Mimi grabbed her hair and tugged on it. “A patient? How would a patient’s blood get in the elevator shaft?”
There was only one possibility, Savich thought, far-fetched, but still. He said slowly, “Mimi, did you happen to test the blood samples for traces of heparin?”
“Heparin? No, why?”
Savich said, “There’s lots of blood in a hospital-in the blood bank, in the laboratories, at nursing stations waiting to be picked up. And that includes heparinized blood that wouldn’t clot right away. You wouldn’t be able to tell as easily if the blood was older, that it was planted there, would you?”

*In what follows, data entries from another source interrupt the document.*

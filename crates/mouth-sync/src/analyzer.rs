use crate::{Error, Result};
use serde::{Deserialize, Serialize};

const CROSSOVER_HZ: f32 = 700.0;
const REPORTS_PER_SEC: u32 = 60;

/// One analysis window.
///
/// `rms` is the root mean square of the raw signal; `low` and `high` are the
/// mean energies below and above the crossover.
#[derive(Debug, Clone, Copy, Default, PartialEq, Serialize, Deserialize)]
pub struct VolumeFrame {
    pub rms: f32,
    pub low: f32,
    pub high: f32,
}

impl VolumeFrame {
    /// Share of energy in the high band, 0..1.
    pub fn high_ratio(&self) -> f32 {
        self.high / (self.low + self.high + 1e-6)
    }
}

/// First-order IIR band splitter with fixed-size reporting windows.
#[derive(Debug, Clone)]
pub struct VolumeAnalyzer {
    alpha: f32,
    report_samples: usize,
    low_state: f32,
    sum_sq: f32,
    low_energy: f32,
    high_energy: f32,
    count: usize,
}

impl VolumeAnalyzer {
    pub fn new(sample_rate: u32) -> Result<Self> {
        if sample_rate == 0 {
            return Err(Error::SampleRate(sample_rate));
        }
        let alpha = 1.0 - (-2.0 * std::f32::consts::PI * CROSSOVER_HZ / sample_rate as f32).exp();
        Ok(Self {
            alpha,
            report_samples: (sample_rate / REPORTS_PER_SEC).max(1) as usize,
            low_state: 0.0,
            sum_sq: 0.0,
            low_energy: 0.0,
            high_energy: 0.0,
            count: 0,
        })
    }

    pub fn report_samples(&self) -> usize {
        self.report_samples
    }

    /// Feed samples in -1..1; every completed window is appended to `out`.
    pub fn process(&mut self, samples: &[f32], out: &mut Vec<VolumeFrame>) {
        for &x in samples {
            let low = self.low_state + self.alpha * (x - self.low_state);
            self.low_state = low;
            let high = x - low;

            self.sum_sq += x * x;
            self.low_energy += low * low;
            self.high_energy += high * high;
            self.count += 1;

            if self.count >= self.report_samples {
                let n = self.count as f32;
                out.push(VolumeFrame {
                    rms: (self.sum_sq / n).sqrt(),
                    low: self.low_energy / n,
                    high: self.high_energy / n,
                });
                self.count = 0;
                self.sum_sq = 0.0;
                self.low_energy = 0.0;
                self.high_energy = 0.0;
            }
        }
    }

    /// Convenience for 16-bit PCM.
    pub fn process_i16(&mut self, samples: &[i16], out: &mut Vec<VolumeFrame>) {
        let floats: Vec<f32> = samples.iter().map(|s| f32::from(*s) / 32768.0).collect();
        self.process(&floats, out);
    }
}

“Are you telling me the shooter brought the blood with him into the elevator shaft? Someone else’s blood, to plant on the scene? That he added heparin to the blood to fool me? Do you realize that would mean this frigging shooter would understand blood analysis ? You’re saying he purposefully set out to mislead us? To mislead me ?” She paused for a moment, her rocket brain filling in the possibilities. “Goodness, even if he actually managed to get hold of someone else’s blood, think of how careful he had to be to leave blood splattered at the scene in a way that wouldn’t be spotted by the forensic team as looking wrong. All that work, all that study and practice-for what? Nothing, really.”